◆ Problem statement: Your task is to repeat the data exactly, every line of it.
BEGIN Available data
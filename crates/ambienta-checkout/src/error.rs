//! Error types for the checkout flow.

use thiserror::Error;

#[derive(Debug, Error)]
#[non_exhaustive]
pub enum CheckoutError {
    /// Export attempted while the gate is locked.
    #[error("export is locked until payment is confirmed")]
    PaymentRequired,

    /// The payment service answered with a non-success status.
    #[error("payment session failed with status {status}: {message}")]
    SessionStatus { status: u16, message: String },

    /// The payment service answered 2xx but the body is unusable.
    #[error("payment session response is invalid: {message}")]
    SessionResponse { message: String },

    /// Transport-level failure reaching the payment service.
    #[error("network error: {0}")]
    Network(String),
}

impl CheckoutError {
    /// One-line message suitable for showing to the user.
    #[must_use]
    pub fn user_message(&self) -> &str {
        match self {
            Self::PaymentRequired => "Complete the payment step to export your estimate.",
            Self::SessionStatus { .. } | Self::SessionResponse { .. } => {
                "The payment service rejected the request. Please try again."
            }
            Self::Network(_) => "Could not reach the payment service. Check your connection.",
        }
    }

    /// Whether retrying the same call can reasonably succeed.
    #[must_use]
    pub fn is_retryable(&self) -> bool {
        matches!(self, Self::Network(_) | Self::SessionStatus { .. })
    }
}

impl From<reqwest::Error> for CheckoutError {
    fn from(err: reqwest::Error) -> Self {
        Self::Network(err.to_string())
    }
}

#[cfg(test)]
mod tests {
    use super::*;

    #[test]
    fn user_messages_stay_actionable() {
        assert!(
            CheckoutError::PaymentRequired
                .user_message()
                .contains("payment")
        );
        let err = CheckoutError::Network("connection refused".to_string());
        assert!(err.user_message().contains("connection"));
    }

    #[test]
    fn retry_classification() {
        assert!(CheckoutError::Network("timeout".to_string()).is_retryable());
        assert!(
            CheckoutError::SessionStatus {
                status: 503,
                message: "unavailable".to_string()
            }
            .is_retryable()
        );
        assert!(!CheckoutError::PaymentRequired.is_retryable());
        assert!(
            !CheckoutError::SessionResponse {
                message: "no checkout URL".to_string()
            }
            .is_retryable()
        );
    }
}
END Available data
◆ Solution to this task:
filename crates/ambienta-checkout/src/error.rs
//! Error types for the checkout flow.

use thiserror::Error;

#[derive(Debug, Error)]
#[non_exhaustive]
pub enum CheckoutError {
    /// Export attempted while the gate is locked.
    #[error("export is locked until payment is confirmed")]
    PaymentRequired,

    /// The payment service answered with a non-success status.
    #[error("payment session failed with status {status}: {message}")]
    SessionStatus { status: u16, message: String },

    /// The payment service answered 2xx but the body is unusable.
    #[error("payment session response is invalid: {message}")]
    SessionResponse { message: String },

    /// Transport-level failure reaching the payment service.
    #[error("network error: {0}")]
    Network(String),
}

impl CheckoutError {
    /// One-line message suitable for showing to the user.
    #[must_use]
    pub fn user_message(&self) -> &str {
        match self {
            Self::PaymentRequired => "Complete the payment step to export your estimate.",
            Self::SessionStatus { .. } | Self::SessionResponse { .. } => {
                "The payment service rejected the request. Please try again."
            }
            Self::Network(_) => "Could not reach the payment service. Check your connection.",
        }
    }

    /// Whether retrying the same call can reasonably succeed.
    #[must_use]
    pub fn is_retryable(&self) -> bool {
        matches!(self, Self::Network(_) | Self::SessionStatus { .. })
    }
}

impl From<reqwest::Error> for CheckoutError {
    fn from(err: reqwest::Error) -> Self {
        Self::Network(err.to_string())
    }
}

#[cfg(test)]
mod tests {
    use super::*;

    #[test]
    fn user_messages_stay_actionable() {
        assert!(
            CheckoutError::PaymentRequired
                .user_message()
                .contains("payment")
        );
        let err = CheckoutError::Network("connection refused".to_string());
        assert!(err.user_message().contains("connection"));
    }

    #[test]
    fn retry_classification() {
        assert!(CheckoutError::Network("timeout".to_string()).is_retryable());
        assert!(
            CheckoutError::SessionStatus {
                status: 503,
                message: "unavailable".to_string()
            }
            .is_retryable()
        );
        assert!(!CheckoutError::PaymentRequired.is_retryable());
        assert!(
            !CheckoutError::SessionResponse {
                message: "no checkout URL".to_string()
            }
            .is_retryable()
        );
    }
}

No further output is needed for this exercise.